→ **TASK GOAL**
If a line of the records holds the word "insert", copy it out.

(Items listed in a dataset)
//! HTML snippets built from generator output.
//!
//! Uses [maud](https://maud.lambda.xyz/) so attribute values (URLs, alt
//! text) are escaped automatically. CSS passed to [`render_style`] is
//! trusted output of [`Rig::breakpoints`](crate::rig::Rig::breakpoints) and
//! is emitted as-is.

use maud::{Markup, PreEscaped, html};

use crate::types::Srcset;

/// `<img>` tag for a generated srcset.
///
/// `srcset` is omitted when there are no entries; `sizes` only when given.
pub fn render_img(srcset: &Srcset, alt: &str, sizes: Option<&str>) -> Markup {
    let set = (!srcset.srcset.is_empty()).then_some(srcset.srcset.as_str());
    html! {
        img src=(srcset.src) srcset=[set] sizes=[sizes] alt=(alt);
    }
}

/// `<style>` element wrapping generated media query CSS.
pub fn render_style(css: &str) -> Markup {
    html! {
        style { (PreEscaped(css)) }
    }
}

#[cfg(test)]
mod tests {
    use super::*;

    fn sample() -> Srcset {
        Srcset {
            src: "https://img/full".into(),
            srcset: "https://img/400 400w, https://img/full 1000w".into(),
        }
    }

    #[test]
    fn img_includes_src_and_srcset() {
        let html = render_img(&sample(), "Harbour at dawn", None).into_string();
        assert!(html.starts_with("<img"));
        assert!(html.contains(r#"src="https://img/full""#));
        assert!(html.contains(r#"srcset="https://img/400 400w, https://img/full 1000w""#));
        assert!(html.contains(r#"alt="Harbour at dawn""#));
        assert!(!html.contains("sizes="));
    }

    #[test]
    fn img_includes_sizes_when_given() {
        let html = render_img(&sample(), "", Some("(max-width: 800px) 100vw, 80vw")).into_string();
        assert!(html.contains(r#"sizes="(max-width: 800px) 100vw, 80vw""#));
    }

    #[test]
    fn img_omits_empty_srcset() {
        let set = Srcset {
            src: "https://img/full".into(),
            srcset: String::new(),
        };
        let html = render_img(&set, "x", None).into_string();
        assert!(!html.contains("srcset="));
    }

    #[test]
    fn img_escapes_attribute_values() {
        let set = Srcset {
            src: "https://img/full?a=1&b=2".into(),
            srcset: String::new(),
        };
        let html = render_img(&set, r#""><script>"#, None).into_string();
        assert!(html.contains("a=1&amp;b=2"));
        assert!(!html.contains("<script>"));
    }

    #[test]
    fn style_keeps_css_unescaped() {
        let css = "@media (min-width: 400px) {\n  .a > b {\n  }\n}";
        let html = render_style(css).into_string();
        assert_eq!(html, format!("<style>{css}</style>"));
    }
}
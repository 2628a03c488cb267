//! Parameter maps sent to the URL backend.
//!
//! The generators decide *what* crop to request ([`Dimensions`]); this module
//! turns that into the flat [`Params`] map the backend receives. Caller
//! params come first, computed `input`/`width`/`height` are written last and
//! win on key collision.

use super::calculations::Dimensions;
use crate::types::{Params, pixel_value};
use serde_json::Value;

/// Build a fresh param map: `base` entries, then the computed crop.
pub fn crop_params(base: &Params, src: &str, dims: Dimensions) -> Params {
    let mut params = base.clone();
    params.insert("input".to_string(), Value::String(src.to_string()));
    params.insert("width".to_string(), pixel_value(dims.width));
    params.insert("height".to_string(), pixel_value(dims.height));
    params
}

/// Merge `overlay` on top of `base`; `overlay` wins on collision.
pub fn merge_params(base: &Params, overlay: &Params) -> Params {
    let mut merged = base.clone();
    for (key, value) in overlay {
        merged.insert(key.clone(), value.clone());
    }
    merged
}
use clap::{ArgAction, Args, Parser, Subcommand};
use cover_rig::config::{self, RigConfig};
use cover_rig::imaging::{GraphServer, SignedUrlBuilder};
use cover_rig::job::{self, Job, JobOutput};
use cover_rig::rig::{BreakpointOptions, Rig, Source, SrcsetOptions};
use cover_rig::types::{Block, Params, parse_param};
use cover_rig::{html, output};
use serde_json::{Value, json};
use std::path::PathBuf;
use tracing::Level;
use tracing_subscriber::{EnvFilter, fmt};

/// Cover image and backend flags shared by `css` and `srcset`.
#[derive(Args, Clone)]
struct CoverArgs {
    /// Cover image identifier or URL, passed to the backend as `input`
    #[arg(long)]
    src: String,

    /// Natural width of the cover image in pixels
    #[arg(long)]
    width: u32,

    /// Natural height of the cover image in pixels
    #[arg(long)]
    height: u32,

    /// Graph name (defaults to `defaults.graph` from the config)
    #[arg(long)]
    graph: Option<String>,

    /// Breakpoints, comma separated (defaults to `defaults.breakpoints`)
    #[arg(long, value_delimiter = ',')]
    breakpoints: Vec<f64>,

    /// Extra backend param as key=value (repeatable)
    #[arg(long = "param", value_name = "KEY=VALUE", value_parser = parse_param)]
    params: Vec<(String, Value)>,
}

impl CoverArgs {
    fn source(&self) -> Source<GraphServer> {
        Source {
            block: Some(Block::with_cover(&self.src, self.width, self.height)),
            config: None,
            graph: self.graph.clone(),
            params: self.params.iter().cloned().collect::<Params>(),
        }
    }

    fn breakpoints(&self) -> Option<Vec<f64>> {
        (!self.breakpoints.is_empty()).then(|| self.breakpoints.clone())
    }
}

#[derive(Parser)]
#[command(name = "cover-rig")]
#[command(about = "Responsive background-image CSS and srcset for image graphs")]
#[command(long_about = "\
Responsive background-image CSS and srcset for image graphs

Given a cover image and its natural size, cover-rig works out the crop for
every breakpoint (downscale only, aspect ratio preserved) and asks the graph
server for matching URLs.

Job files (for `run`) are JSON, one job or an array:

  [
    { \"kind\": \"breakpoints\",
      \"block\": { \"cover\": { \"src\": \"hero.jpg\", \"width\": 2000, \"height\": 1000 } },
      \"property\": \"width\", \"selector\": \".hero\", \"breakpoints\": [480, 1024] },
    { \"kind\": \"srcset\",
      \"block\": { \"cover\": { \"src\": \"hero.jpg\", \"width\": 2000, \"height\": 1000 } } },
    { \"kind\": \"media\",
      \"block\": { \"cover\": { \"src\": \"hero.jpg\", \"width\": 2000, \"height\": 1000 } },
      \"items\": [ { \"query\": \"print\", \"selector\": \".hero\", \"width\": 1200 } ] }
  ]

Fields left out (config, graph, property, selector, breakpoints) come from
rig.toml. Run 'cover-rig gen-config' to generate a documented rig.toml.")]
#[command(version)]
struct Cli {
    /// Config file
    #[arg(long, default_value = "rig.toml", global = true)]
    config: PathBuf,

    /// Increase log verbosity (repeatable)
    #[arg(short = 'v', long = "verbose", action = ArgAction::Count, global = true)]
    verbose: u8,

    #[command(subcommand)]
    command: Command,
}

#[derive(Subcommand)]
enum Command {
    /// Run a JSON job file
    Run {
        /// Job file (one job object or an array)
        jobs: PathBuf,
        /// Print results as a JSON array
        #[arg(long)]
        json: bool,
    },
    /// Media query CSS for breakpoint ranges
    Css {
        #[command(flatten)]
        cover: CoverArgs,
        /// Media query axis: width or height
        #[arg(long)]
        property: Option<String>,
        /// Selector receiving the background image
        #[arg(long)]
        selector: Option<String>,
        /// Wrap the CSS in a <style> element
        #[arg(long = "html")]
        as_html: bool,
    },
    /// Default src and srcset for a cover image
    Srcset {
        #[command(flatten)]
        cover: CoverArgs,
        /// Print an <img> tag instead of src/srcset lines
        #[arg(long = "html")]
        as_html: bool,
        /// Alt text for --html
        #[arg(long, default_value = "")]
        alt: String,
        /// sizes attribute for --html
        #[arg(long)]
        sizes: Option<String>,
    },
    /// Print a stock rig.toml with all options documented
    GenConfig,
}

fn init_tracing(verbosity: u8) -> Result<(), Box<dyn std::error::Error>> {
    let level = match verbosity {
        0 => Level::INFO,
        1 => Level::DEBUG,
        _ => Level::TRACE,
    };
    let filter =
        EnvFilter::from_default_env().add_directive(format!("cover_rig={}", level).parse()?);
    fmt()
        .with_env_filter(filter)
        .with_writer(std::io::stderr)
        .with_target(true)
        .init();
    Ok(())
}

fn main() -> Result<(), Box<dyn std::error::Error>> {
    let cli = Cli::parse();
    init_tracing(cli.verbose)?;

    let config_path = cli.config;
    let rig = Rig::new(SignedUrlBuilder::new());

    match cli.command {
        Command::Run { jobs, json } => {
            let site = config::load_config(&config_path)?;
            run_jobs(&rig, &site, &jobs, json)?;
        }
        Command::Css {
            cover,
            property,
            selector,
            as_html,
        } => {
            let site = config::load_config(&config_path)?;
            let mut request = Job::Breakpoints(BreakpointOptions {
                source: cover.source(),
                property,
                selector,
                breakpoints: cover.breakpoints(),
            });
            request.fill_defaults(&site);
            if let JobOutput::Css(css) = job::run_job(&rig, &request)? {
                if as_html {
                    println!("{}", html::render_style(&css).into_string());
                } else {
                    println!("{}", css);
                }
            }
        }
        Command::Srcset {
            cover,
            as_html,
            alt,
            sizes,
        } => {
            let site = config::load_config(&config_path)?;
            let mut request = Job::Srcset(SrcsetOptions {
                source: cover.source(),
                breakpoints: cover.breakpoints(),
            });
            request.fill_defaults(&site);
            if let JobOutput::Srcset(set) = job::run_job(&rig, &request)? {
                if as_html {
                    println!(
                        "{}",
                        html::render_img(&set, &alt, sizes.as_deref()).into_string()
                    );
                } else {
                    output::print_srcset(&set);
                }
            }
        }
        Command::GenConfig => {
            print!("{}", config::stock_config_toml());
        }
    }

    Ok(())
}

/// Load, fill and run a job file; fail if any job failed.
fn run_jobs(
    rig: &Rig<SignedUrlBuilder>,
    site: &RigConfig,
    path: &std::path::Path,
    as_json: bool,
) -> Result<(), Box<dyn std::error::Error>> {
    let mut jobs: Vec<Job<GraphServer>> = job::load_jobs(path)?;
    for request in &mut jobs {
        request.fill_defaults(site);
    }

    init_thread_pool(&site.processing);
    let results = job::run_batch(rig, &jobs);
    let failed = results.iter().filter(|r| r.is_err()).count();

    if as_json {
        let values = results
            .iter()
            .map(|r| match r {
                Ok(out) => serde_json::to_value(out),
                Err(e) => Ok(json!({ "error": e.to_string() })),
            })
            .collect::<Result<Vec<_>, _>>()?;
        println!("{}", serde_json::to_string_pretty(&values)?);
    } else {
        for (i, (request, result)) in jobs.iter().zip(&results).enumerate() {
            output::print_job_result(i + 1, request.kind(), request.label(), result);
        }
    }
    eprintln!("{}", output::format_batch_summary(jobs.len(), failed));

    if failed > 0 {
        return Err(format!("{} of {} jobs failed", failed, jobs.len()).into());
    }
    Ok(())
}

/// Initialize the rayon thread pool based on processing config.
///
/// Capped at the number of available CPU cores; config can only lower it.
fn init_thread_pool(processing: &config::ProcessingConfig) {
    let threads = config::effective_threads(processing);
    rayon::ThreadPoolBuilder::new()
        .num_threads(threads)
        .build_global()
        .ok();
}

→ **ANSWER SPACE**
    params.insert("input".to_string(), Value::String(src.to_string()));
    params.insert("width".to_string(), pixel_value(dims.width));
    params.insert("height".to_string(), pixel_value(dims.height));
        merged.insert(key.clone(), value.clone());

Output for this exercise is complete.